OAP MLlib
Overview
OAP MLlib is an optimized package to accelerate machine learning algorithms in Apache Spark MLlib. It is compatible with Spark MLlib and leverages open source Intel® oneAPI Data Analytics Library (oneDAL) to provide highly optimized algorithms and get most out of CPU and GPU capabilities. It also take advantage of open source Intel® oneAPI Collective Communications Library (oneCCL) to provide efficient communication patterns in multi-node multi-GPU clusters.
Compatibility
OAP MLlib maintains the same API interfaces with Spark MLlib. That means the application built with Spark MLlib can be running directly with minimum configuration.

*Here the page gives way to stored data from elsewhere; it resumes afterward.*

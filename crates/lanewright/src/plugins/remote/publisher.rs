//! Ordered publishing of a diagram and its tasks
//!
//! Order contract: board, lane backgrounds, element shapes, connectors,
//! tasks. Connectors reference the remote ids of shapes, so every shape of
//! the diagram exists before the first connector is requested. A failed
//! call aborts the run without rollback; publishing again is the recovery.

use std::collections::BTreeMap;

use serde::Serialize;
use tracing::{debug, info, span, trace, Level};

use super::{
    BoardRef, CanvasClient, ConnectorRequest, RemoteId, ShapeRequest, ShapeRole, TaskClient,
    TaskRequest,
};
use crate::core::{
    with_retry, Clock, Jitter, LineStyle, Process, ProcessError, RandomJitter, RemoteApiError,
    RetryPolicy, ShapeKind, SystemClock,
};
use crate::plugins::hierarchy::BoardDiagram;
use crate::plugins::process::Diagram;

/// Alternating lane background colours
pub const LANE_COLORS: [&str; 2] = ["#F5F6F8", "#FFFFFF"];

/// Outcome of a successful publish
#[derive(Debug, Clone, PartialEq, Eq, Serialize)]
pub struct SyncReport {
    pub board: BoardRef,
    /// Lane background shapes, in lane order
    pub lane_shape_ids: Vec<RemoteId>,
    /// Element id to remote shape id
    pub shape_ids: BTreeMap<String, RemoteId>,
    /// Connector ids, in flow order
    pub connector_ids: Vec<RemoteId>,
    /// Element id to remote task id
    pub task_ids: BTreeMap<String, RemoteId>,
}

impl SyncReport {
    pub fn shape_count(&self) -> usize {
        self.lane_shape_ids.len() + self.shape_ids.len()
    }

    pub fn connector_count(&self) -> usize {
        self.connector_ids.len()
    }

    pub fn task_count(&self) -> usize {
        self.task_ids.len()
    }
}

/// Drives the canvas and task clients for one diagram at a time
pub struct Publisher<C, T> {
    canvas: C,
    tasks: T,
    policy: RetryPolicy,
    clock: Box<dyn Clock>,
    jitter: Box<dyn Jitter>,
    board_prefix: Option<String>,
    task_list: Option<String>,
}

impl<C: CanvasClient, T: TaskClient> Publisher<C, T> {
    pub fn new(canvas: C, tasks: T) -> Self {
        Self {
            canvas,
            tasks,
            policy: RetryPolicy::default(),
            clock: Box::new(SystemClock),
            jitter: Box::new(RandomJitter),
            board_prefix: None,
            task_list: None,
        }
    }

    pub fn with_policy(mut self, policy: RetryPolicy) -> Self {
        self.policy = policy;
        self
    }

    pub fn with_clock(mut self, clock: impl Clock + 'static) -> Self {
        self.clock = Box::new(clock);
        self
    }

    pub fn with_jitter(mut self, jitter: impl Jitter + 'static) -> Self {
        self.jitter = Box::new(jitter);
        self
    }

    /// Prefix added to every board name
    pub fn with_board_prefix(mut self, prefix: Option<String>) -> Self {
        self.board_prefix = prefix;
        self
    }

    /// Task list the tasks are created in
    pub fn with_task_list(mut self, list_id: Option<String>) -> Self {
        self.task_list = list_id;
        self
    }

    pub fn canvas(&self) -> &C {
        &self.canvas
    }

    pub fn tasks(&self) -> &T {
        &self.tasks
    }

    pub fn into_clients(self) -> (C, T) {
        (self.canvas, self.tasks)
    }

    /// Publish a diagram and create one task per task element
    pub fn publish(&mut self, diagram: &Diagram, process: &Process) -> Result<SyncReport, ProcessError> {
        let span = span!(
            Level::INFO,
            "publish",
            process = %diagram.name,
            elements = diagram.elements.len(),
            connectors = diagram.connectors.len()
        );
        let _enter = span.enter();

        let board_name = match &self.board_prefix {
            Some(prefix) => format!("{} {}", prefix, diagram.name),
            None => diagram.name.clone(),
        };
        let board = self.retry("create_board", &board_name, |canvas| {
            canvas.create_board(&board_name, &diagram.description)
        })?;
        let board_url = self.canvas.board_url(&board);
        debug!(board_id = %board.id, "Board created");

        let mut lane_shape_ids = Vec::with_capacity(diagram.lanes.len());
        for lane in &diagram.lanes {
            let request = ShapeRequest {
                role: ShapeRole::LaneBackground { lane: lane.index },
                shape: ShapeKind::Rectangle,
                content: lane.actor.clone(),
                x: lane.x + lane.width / 2.0,
                y: lane.y + lane.height / 2.0,
                width: lane.width,
                height: lane.height,
                fill_color: Some(LANE_COLORS[lane.index % LANE_COLORS.len()].to_string()),
                icon_url: None,
                symbol: None,
            };
            let id = self.create_shape(&board, &request)?;
            lane_shape_ids.push(id);
        }

        let mut shape_ids: BTreeMap<String, RemoteId> = BTreeMap::new();
        for element in &diagram.elements {
            let center = element.center();
            let fill_color = process
                .elements
                .iter()
                .find(|e| e.id == element.element_id)
                .and_then(|e| e.hint("color"))
                .map(str::to_string);
            let request = ShapeRequest {
                role: ShapeRole::Element {
                    element_id: element.element_id.clone(),
                },
                shape: element.kind.shape(),
                content: element.label.clone(),
                x: center.x,
                y: center.y,
                width: element.width,
                height: element.height,
                fill_color,
                icon_url: element.icon_url.clone(),
                symbol: Some(element.kind.symbol())
                    .filter(|symbol| !symbol.is_empty())
                    .map(str::to_string),
            };
            let id = self.create_shape(&board, &request)?;
            trace!(element_id = %element.element_id, remote_id = %id, "Shape created");
            shape_ids.insert(element.element_id.clone(), id);
        }
        debug!(shapes = shape_ids.len() + lane_shape_ids.len(), "All shapes created");

        let mut connector_ids = Vec::with_capacity(diagram.connectors.len());
        for connector in &diagram.connectors {
            let (Some(start), Some(end)) = (
                shape_ids.get(&connector.source_id),
                shape_ids.get(&connector.target_id),
            ) else {
                continue;
            };
            let request = ConnectorRequest {
                start_item: start.clone(),
                end_item: end.clone(),
                caption: connector.condition.clone(),
                style: connector.style,
                waypoints: connector.waypoints.clone(),
            };
            let echo = serde_json::to_string(&request).unwrap_or_default();
            let id = self.retry("create_connector", &echo, |canvas| {
                canvas.create_connector(&board, &request)
            })?;
            connector_ids.push(id);
        }
        debug!(connectors = connector_ids.len(), "All connectors created");

        let mut task_ids: BTreeMap<String, RemoteId> = BTreeMap::new();
        for element in process.elements.iter().filter(|e| e.kind.is_task()) {
            let mut description = element.description.clone().unwrap_or_default();
            if let Some(reference) = &element.documentation_ref {
                if !description.is_empty() {
                    description.push_str("\n\n");
                }
                description.push_str(&format!("Procedure: {}", reference));
            }
            let request = TaskRequest {
                element_id: element.id.clone(),
                name: element.label.clone(),
                description,
                list_id: self.task_list.clone(),
            };
            let echo = serde_json::to_string(&request).unwrap_or_default();
            let task_id = self.retry_tasks("create_task", &echo, |tasks| tasks.create_task(&request))?;
            let comment = format!("Process diagram: {}", board_url);
            self.retry_tasks("add_comment", &comment, |tasks| tasks.add_comment(&task_id, &comment))?;
            trace!(element_id = %element.id, task_id = %task_id, "Task created");
            task_ids.insert(element.id.clone(), task_id);
        }

        let report = SyncReport {
            board,
            lane_shape_ids,
            shape_ids,
            connector_ids,
            task_ids,
        };
        info!(
            shapes = report.shape_count(),
            connectors = report.connector_count(),
            tasks = report.task_count(),
            "Publish completed"
        );
        Ok(report)
    }

    /// Publish a value chain or SIPOC board: shapes in drawing order, then
    /// connectors. No tasks are created.
    pub fn publish_board(&mut self, diagram: &BoardDiagram) -> Result<SyncReport, ProcessError> {
        let span = span!(
            Level::INFO,
            "publish",
            board_kind = ?diagram.kind,
            shapes = diagram.shapes.len(),
            connectors = diagram.connectors.len()
        );
        let _enter = span.enter();

        let board_name = match &self.board_prefix {
            Some(prefix) => format!("{} {}", prefix, diagram.name),
            None => diagram.name.clone(),
        };
        let board = self.retry("create_board", &board_name, |canvas| {
            canvas.create_board(&board_name, &diagram.description)
        })?;

        let mut shape_ids: BTreeMap<String, RemoteId> = BTreeMap::new();
        for shape in &diagram.shapes {
            let center = shape.center();
            let request = ShapeRequest {
                role: ShapeRole::BoardShape {
                    shape_id: shape.id.clone(),
                },
                shape: ShapeKind::Rectangle,
                content: shape.content.clone(),
                x: center.x,
                y: center.y,
                width: shape.width,
                height: shape.height,
                fill_color: Some(shape.color.fill.to_string()),
                icon_url: None,
                symbol: None,
            };
            let id = self.create_shape(&board, &request)?;
            shape_ids.insert(shape.id.clone(), id);
        }

        let mut connector_ids = Vec::with_capacity(diagram.connectors.len());
        for connector in &diagram.connectors {
            let (Some(start), Some(end)) = (
                shape_ids.get(&connector.source_id),
                shape_ids.get(&connector.target_id),
            ) else {
                continue;
            };
            let request = ConnectorRequest {
                start_item: start.clone(),
                end_item: end.clone(),
                caption: None,
                style: LineStyle::Solid,
                waypoints: connector.waypoints.clone(),
            };
            let echo = serde_json::to_string(&request).unwrap_or_default();
            let id = self.retry("create_connector", &echo, |canvas| {
                canvas.create_connector(&board, &request)
            })?;
            connector_ids.push(id);
        }

        let report = SyncReport {
            board,
            lane_shape_ids: Vec::new(),
            shape_ids,
            connector_ids,
            task_ids: BTreeMap::new(),
        };
        info!(
            shapes = report.shape_count(),
            connectors = report.connector_count(),
            "Board publish completed"
        );
        Ok(report)
    }

    fn create_shape(&mut self, board: &BoardRef, request: &ShapeRequest) -> Result<RemoteId, ProcessError> {
        let echo = serde_json::to_string(request).unwrap_or_default();
        self.retry("create_shape", &echo, |canvas| canvas.create_shape(board, request))
    }

    fn retry<R, F>(&mut self, operation: &str, echo: &str, mut call: F) -> Result<R, ProcessError>
    where
        F: FnMut(&mut C) -> Result<R, RemoteApiError>,
    {
        let canvas = &mut self.canvas;
        with_retry(&self.policy, self.clock.as_ref(), self.jitter.as_ref(), operation, || {
            call(canvas)
        })
        .map_err(|e| ProcessError::from(e.with_request(format!("{}: {}", operation, echo))))
    }

    fn retry_tasks<R, F>(&mut self, operation: &str, echo: &str, mut call: F) -> Result<R, ProcessError>
    where
        F: FnMut(&mut T) -> Result<R, RemoteApiError>,
    {
        let tasks = &mut self.tasks;
        with_retry(&self.policy, self.clock.as_ref(), self.jitter.as_ref(), operation, || {
            call(tasks)
        })
        .map_err(|e| ProcessError::from(e.with_request(format!("{}: {}", operation, echo))))
    }
}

Most of the algorithms can produce the same results that are identical with Spark MLlib. However due to the nature of distributed float point operations, there may be some small deviation from the original result, we will make sure the error is within acceptable range and the accuracy is on par with Spark MLlib.
For those algorithms that are not accelerated by OAP MLlib, the original Spark MLlib one will be used.
Online Documentation
You can find the all the OAP MLlib documents on the project web page.
Getting Started
Java/Scala Users Preferred
Use a pre-built OAP MLlib JAR to get started. You can firstly download OAP package from OAP-JARs-Tarball and extract this Tarball to get oap-mllib-x.x.x.jar
under oap-x.x.x-bin-spark-x.x.x/jars
.
Then you can refer to the following Running section to try out.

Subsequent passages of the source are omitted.